**Work task:** Find the word "startup" in the records below. List each line containing it.

(Collected data)
•••
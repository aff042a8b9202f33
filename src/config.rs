// ABOUTME: Environment-based configuration for the Echo server
// ABOUTME: Explicit configuration structs replacing module-level mutable state
//
// SPDX-License-Identifier: MIT OR Apache-2.0
// Copyright (c) 2026 Echo Platform

//! Environment-based configuration management
//!
//! All runtime settings come from the environment at startup and are carried
//! in explicit structs from there on; nothing reads the environment at use
//! sites. The generation settings feed [`crate::llm::GenerationConfig`],
//! which is handed to the client constructor.

use anyhow::{Context, Result};
use std::env;
use std::time::Duration;
use tracing::info;

use crate::llm::GenerationConfig;

/// Minimum accepted JWT secret length, in bytes
const MIN_JWT_SECRET_LEN: usize = 32;

/// Default HTTP port
const DEFAULT_HTTP_PORT: u16 = 8081;

/// Default database location
const DEFAULT_DATABASE_URL: &str = "sqlite:./data/echo.db";

/// Authentication configuration
#[derive(Debug, Clone)]
pub struct AuthConfig {
    /// HS256 signing secret (min. 32 bytes)
    pub jwt_secret: String,
    /// Access token lifetime in minutes
    pub access_expiry_minutes: i64,
    /// Refresh token lifetime in days
    pub refresh_expiry_days: i64,
}

/// Top-level server configuration
#[derive(Debug, Clone)]
pub struct ServerConfig {
    /// HTTP API port
    pub http_port: u16,
    /// Database URL (`sqlite:path` or `sqlite::memory:`)
    pub database_url: String,
    /// Authentication settings
    pub auth: AuthConfig,
    /// Generation service settings
    pub generation: GenerationConfig,
}

impl ServerConfig {
    /// Load configuration from environment variables
    ///
    /// Required: `JWT_SECRET` (min. 32 bytes). Everything else has defaults:
    /// `HTTP_PORT`, `DATABASE_URL`, `OLLAMA_BASE_URL`, `OLLAMA_MODEL`.
    ///
    /// # Errors
    ///
    /// Returns an error when a required variable is missing or a value fails
    /// validation.
    pub fn from_env() -> Result<Self> {
        let jwt_secret = env::var("JWT_SECRET").context("JWT_SECRET must be set")?;
        anyhow::ensure!(
            jwt_secret.len() >= MIN_JWT_SECRET_LEN,
            "JWT_SECRET must be at least {MIN_JWT_SECRET_LEN} characters"
        );

        let http_port = match env::var("HTTP_PORT") {
            Ok(raw) => raw.parse::<u16>().context("HTTP_PORT must be a port number")?,
            Err(_) => DEFAULT_HTTP_PORT,
        };

        let database_url =
            env::var("DATABASE_URL").unwrap_or_else(|_| DEFAULT_DATABASE_URL.to_owned());

        let mut generation = GenerationConfig::default();
        if let Ok(base_url) = env::var("OLLAMA_BASE_URL") {
            anyhow::ensure!(
                base_url.starts_with("http://") || base_url.starts_with("https://"),
                "OLLAMA_BASE_URL must start with http:// or https://"
            );
            generation.base_url = base_url;
        }
        if let Ok(model) = env::var("OLLAMA_MODEL") {
            generation.model = model;
        }
        if let Ok(raw) = env::var("OLLAMA_TIMEOUT_SECS") {
            let secs = raw
                .parse::<u64>()
                .context("OLLAMA_TIMEOUT_SECS must be a number of seconds")?;
            generation.chat_timeout = Duration::from_secs(secs);
        }

        Ok(Self {
            http_port,
            database_url,
            auth: AuthConfig {
                jwt_secret,
                access_expiry_minutes: 15,
                refresh_expiry_days: 7,
            },
            generation,
        })
    }

    /// Log a redacted configuration summary at startup
    pub fn log_summary(&self) {
        info!(
            "Configuration: port={}, database={}, generation endpoint={}, model={}",
            self.http_port, self.database_url, self.generation.base_url, self.generation.model
        );
    }
}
•••
**Result for this task:**
//! All runtime settings come from the environment at startup and are carried
    /// Log a redacted configuration summary at startup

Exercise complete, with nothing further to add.